Your goal: Which lines of the records contain "core"? Collect every one of them.

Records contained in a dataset
#####

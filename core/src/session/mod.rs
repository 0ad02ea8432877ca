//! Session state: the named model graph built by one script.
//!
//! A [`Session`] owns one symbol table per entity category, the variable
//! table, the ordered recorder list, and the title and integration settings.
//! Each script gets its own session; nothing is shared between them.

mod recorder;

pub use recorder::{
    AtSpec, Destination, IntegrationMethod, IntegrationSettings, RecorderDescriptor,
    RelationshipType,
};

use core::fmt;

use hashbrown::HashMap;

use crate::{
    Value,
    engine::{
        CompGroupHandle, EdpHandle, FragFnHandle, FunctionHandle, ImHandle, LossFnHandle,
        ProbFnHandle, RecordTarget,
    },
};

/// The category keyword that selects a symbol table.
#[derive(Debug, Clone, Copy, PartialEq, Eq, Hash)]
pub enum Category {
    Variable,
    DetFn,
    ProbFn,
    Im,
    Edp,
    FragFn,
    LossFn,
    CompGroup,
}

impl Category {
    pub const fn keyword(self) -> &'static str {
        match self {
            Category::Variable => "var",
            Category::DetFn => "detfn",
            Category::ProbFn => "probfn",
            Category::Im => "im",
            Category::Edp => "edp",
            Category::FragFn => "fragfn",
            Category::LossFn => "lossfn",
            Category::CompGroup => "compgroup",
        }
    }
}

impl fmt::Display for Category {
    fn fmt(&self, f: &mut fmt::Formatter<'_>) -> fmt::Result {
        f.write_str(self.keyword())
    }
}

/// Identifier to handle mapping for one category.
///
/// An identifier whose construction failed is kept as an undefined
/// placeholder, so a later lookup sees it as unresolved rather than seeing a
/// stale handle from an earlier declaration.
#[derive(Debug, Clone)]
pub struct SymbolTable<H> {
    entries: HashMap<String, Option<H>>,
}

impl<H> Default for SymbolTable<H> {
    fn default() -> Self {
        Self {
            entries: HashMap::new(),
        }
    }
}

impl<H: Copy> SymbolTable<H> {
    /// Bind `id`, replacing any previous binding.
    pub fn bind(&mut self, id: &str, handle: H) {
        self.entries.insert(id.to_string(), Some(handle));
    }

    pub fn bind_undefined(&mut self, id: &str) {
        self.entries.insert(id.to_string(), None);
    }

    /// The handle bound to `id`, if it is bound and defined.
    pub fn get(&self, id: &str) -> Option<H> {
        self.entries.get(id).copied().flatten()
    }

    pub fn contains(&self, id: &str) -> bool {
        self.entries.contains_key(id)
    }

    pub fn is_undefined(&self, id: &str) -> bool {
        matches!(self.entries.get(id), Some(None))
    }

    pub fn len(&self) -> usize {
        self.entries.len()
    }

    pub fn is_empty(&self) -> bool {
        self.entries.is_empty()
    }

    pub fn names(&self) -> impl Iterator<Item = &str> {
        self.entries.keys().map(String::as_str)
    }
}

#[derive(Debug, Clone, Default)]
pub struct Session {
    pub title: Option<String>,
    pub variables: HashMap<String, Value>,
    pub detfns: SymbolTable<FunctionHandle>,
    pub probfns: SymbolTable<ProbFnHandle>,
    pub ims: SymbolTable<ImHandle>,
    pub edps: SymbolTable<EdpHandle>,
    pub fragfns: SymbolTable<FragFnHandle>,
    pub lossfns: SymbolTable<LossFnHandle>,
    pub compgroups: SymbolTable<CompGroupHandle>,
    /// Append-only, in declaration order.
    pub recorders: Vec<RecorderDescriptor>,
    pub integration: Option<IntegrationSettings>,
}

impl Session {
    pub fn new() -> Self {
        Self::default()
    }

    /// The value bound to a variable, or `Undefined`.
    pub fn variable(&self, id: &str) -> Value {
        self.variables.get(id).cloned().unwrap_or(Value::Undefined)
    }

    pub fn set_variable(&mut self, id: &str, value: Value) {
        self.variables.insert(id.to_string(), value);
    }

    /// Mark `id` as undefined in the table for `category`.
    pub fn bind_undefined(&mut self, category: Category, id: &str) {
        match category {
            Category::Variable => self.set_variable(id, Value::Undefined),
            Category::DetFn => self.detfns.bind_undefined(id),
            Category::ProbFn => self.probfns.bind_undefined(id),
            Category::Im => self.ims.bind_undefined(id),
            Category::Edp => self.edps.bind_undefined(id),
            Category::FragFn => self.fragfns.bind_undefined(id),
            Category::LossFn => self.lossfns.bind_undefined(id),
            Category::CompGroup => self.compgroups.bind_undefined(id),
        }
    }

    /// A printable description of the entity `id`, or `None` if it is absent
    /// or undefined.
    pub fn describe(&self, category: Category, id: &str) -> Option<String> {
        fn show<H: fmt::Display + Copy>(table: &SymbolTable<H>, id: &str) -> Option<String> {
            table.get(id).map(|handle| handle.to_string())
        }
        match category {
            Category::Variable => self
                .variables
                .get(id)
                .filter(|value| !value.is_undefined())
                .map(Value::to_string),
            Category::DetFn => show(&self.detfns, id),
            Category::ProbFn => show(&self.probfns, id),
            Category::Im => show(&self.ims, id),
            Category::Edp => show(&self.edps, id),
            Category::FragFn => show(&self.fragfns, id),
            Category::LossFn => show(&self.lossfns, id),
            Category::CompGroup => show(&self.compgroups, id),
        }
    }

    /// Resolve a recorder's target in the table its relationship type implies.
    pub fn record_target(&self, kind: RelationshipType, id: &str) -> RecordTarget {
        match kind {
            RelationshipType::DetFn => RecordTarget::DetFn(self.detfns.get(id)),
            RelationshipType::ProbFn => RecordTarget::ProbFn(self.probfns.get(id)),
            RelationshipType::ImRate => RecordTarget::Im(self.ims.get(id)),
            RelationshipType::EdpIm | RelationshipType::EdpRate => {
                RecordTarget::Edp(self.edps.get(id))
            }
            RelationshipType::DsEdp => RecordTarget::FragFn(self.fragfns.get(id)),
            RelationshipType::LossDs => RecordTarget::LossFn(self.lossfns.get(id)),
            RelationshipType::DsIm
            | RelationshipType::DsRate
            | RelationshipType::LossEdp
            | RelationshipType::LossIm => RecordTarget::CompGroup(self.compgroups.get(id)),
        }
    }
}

#####

Task response:
filename core/src/session/mod.rs
use core::fmt;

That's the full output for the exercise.